Think back to the pre-1990's, if you're of sufficient years. When you bought a car, you used to be tasked with the care and maintenance of that machine. Keep it gassed up, well-oiled and clean. And if a part broke down, you could either bring the car into the shop, or buy the part and replace it yourself.
Cars today are black boxes. Many of their systems are computer-controlled, and without the expensive diagnostic equipment and know-how, people are at a loss as to how to repair them. We have no choice but to bring our cars back to the dealership. Auto repair used to be a common hobby, like gardening. Today, modern cars can't be easily tinkered with. By and large, the corporations that design and build the machines are the only people who have access to their guts.
Far From the Tree
The first six drafts of our TEDx talk were far more critical of Apple. i've owned many gadgets in my life, but with Apple, never before had i paid so much for a device that died so quickly. Two years into owning a 2nd generation iPod touch, which ran me close to $500, the battery died. The device was built so that i could not simply open it and replace the battery myself (as i've done with every other piece of battery-powered technology i had owned throughout my lifetime).
Dead man walking.
When i brought the device back to an Apple Store (as i was programmed by them to do), the "genius" there said in a very patronizing tone "Well, the batteries in these devices ARE consumable." Since the warranty had expired, they said i could pay them eighty dollars for a new one. i said there was nothing wrong with the original device - it just needed a new battery. Could they just charge me eighty bucks for a battery replacement, and give me my original device back?

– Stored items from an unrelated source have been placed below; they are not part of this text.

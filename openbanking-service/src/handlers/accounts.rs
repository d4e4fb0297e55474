use axum::{
    extract::{rejection::QueryRejection, Query, State},
    http::HeaderMap,
    Json,
};

use crate::dtos::TransactionsQuery;
use crate::error::{ApiError, GatewayError};
use crate::flows;
use crate::middleware::{api_key::authenticate, steps::RequestSteps};
use crate::services::bank::types::{AccountList, TransactionList};
use crate::startup::AppState;

pub async fn list_accounts(
    RequestSteps(mut steps): RequestSteps,
    State(state): State<AppState>,
    headers: HeaderMap,
) -> Result<Json<AccountList>, ApiError> {
    let session = authenticate(&mut steps, state.store.as_ref(), &headers)
        .await
        .map_err(|e| ApiError::fail(&mut steps, e))?;

    let accounts = flows::accounts::list_accounts(&mut steps, &state, &session)
        .await
        .map_err(|e| ApiError::fail(&mut steps, e))?;

    Ok(Json(accounts))
}

pub async fn list_transactions(
    RequestSteps(mut steps): RequestSteps,
    State(state): State<AppState>,
    headers: HeaderMap,
    query: Result<Query<TransactionsQuery>, QueryRejection>,
) -> Result<Json<TransactionList>, ApiError> {
    let session = authenticate(&mut steps, state.store.as_ref(), &headers)
        .await
        .map_err(|e| ApiError::fail(&mut steps, e))?;

    let Query(query) = query.map_err(|e| {
        ApiError::fail(
            &mut steps,
            GatewayError::Validation(format!("bad request: {}", e.body_text())),
        )
    })?;

    let transactions = flows::accounts::list_transactions(&mut steps, &state, &session, &query)
        .await
        .map_err(|e| ApiError::fail(&mut steps, e))?;

    Ok(Json(transactions))
}
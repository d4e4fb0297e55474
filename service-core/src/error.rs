use thiserror::Error;

/// Infrastructure failures raised by configuration, storage and I/O.
#[derive(Debug, Error)]
pub enum AppError {
    #[error("Not found: {0}")]
    NotFound(anyhow::Error),

    #[error("Conflict: {0}")]
    Conflict(anyhow::Error),

    #[error("Internal server error: {0}")]
    InternalError(#[from] anyhow::Error),

    #[error("Database error: {0}")]
    DatabaseError(anyhow::Error),

    #[error("Configuration error: {0}")]
    ConfigError(anyhow::Error),
}

impl From<config::ConfigError> for AppError {
    fn from(err: config::ConfigError) -> Self {
        AppError::ConfigError(anyhow::Error::new(err))
    }
}

impl From<std::io::Error> for AppError {
    fn from(err: std::io::Error) -> Self {
        AppError::InternalError(anyhow::Error::new(err))
    }
}
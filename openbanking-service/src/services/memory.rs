//! In-memory store backed by `DashMap`. Used by tests and local runs without
//! PostgreSQL.

use async_trait::async_trait;
use chrono::Utc;
use dashmap::mapref::entry::Entry;
use dashmap::DashMap;
use service_core::error::AppError;
use uuid::Uuid;

use crate::models::{AccessGrant, Company, Payment};
use crate::services::store::GatewayStore;

#[derive(Default)]
pub struct MemoryStore {
    companies: DashMap<String, Company>,
    grants: DashMap<Uuid, AccessGrant>,
    grants_by_state: DashMap<String, Uuid>,
    grants_by_hash: DashMap<String, Uuid>,
    payments: DashMap<Uuid, Payment>,
    payments_by_payment_id: DashMap<String, Uuid>,
}

impl MemoryStore {
    pub fn new() -> Self {
        Self::default()
    }

    pub fn access_grant_count(&self) -> usize {
        self.grants.len()
    }

    pub fn payment_count(&self) -> usize {
        self.payments.len()
    }

    fn grant_by_index(&self, index: &DashMap<String, Uuid>, key: &str) -> Option<AccessGrant> {
        let grant_id = *index.get(key)?;
        self.grants.get(&grant_id).map(|g| g.clone())
    }
}

#[async_trait]
impl GatewayStore for MemoryStore {
    async fn health_check(&self) -> Result<(), AppError> {
        Ok(())
    }

    async fn find_company(&self, company_id: &str) -> Result<Option<Company>, AppError> {
        Ok(self.companies.get(company_id).map(|c| c.clone()))
    }

    async fn insert_company(&self, company: &Company) -> Result<(), AppError> {
        match self.companies.entry(company.company_id.clone()) {
            Entry::Occupied(_) => Err(AppError::Conflict(anyhow::anyhow!(
                "Company {} already exists",
                company.company_id
            ))),
            Entry::Vacant(entry) => {
                entry.insert(company.clone());
                Ok(())
            }
        }
    }

    async fn insert_access_grant(&self, grant: &AccessGrant) -> Result<(), AppError> {
        match self.grants_by_state.entry(grant.state.clone()) {
            Entry::Occupied(_) => {
                return Err(AppError::Conflict(anyhow::anyhow!(
                    "Access grant with this state already exists"
                )))
            }
            Entry::Vacant(entry) => {
                entry.insert(grant.grant_id);
            }
        }

        match self.grants_by_hash.entry(grant.token_hash.clone()) {
            Entry::Occupied(_) => {
                self.grants_by_state.remove(&grant.state);
                return Err(AppError::Conflict(anyhow::anyhow!(
                    "Access grant with this token already exists"
                )));
            }
            Entry::Vacant(entry) => {
                entry.insert(grant.grant_id);
            }
        }

        self.grants.insert(grant.grant_id, grant.clone());
        Ok(())
    }

    async fn find_access_grant_by_state(
        &self,
        state: &str,
    ) -> Result<Option<AccessGrant>, AppError> {
        Ok(self.grant_by_index(&self.grants_by_state, state))
    }

    async fn find_access_grant_by_token_hash(
        &self,
        token_hash: &str,
    ) -> Result<Option<AccessGrant>, AppError> {
        Ok(self.grant_by_index(&self.grants_by_hash, token_hash))
    }

    async fn complete_access_grant(
        &self,
        grant_id: Uuid,
        access_token: &str,
        refresh_token: &str,
    ) -> Result<AccessGrant, AppError> {
        let mut grant = self.grants.get_mut(&grant_id).ok_or_else(|| {
            AppError::NotFound(anyhow::anyhow!("Access grant {} not found", grant_id))
        })?;

        grant.access_token = Some(access_token.to_string());
        grant.refresh_token = Some(refresh_token.to_string());
        grant.updated_utc = Utc::now();
        Ok(grant.clone())
    }

    async fn insert_payment(&self, payment: &Payment) -> Result<(), AppError> {
        match self.payments_by_payment_id.entry(payment.payment_id.clone()) {
            Entry::Occupied(_) => {
                return Err(AppError::Conflict(anyhow::anyhow!(
                    "Payment {} already exists",
                    payment.payment_id
                )))
            }
            Entry::Vacant(entry) => {
                entry.insert(payment.payment_row_id);
            }
        }

        self.payments
            .insert(payment.payment_row_id, payment.clone());
        Ok(())
    }

    async fn find_payment_by_payment_id(
        &self,
        payment_id: &str,
    ) -> Result<Option<Payment>, AppError> {
        let Some(row_id) = self.payments_by_payment_id.get(payment_id).map(|id| *id) else {
            return Ok(None);
        };
        Ok(self.payments.get(&row_id).map(|p| p.clone()))
    }
}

My perfectly functional Nintendo Entertainment System, purchased in 1987.
Gotta Fix 'Em All
Cassie has been playing an iPad game called Mino Monsters, which is heavily inspired by Pokémon. It's a freemium game, and a bad implementation of the model. That means that Cassie has to wait a prescribed number of hours to heal her monsters after battling. So i thought "nuts to that", and charged up an old GameBoy Advance so that she could play an actual Pokémon game. i described it to her like Wilford Brimley describes the alien planet in Cocoon: "You can collect HUNDREDS of monsters, you don't have to wait to heal them, you never get old, and you never die."
Unfortunately, the battery in the game cartridge had died. Cassie could still play Pokémon Ruby, but the special timed events would no longer run.
A drained Pokémon Ruby cartridge, manufactured sixteen years after the NES pictured above. The NES's battery-reliant cartridges still function.
i could easily have saved time and money by throwing the game cartridge in the garbage. But don't you see? THAT'S HOW THEY WIN. A little more consumption, a little more waste, until one day we're scavenging for food and supplies in the landfills we created while the slave-master machines soak up their energy from an exploded sun.
Today, i throw out a functional game cartridge. Tomorrow, Skynet.
So instead, i damn well got a tiny screwdriver capable of loosening the proprietary tri-head screw that Nintendo doesn't want me to open, and i used a soldering iron to melt off the metal strips that metallurgically (and unnecessarily) bonded the battery to the circuit board. Then i bought a replacement battery at an electronics supply store and used electrician's tape to hook it up to the game. i hammered it all back together with thumbtacks and spit, and when i turned the game came on, the "depleted battery" message was gone.
When i was finished, i stood dominant over the device with my fists raised to the sky and bellowed my terrifying man-ape alpha male father-of-the-year YAWP. Machines may one day rule my life, but i'll be God-damned if i'm going to lose the first skirmish to Pokémon.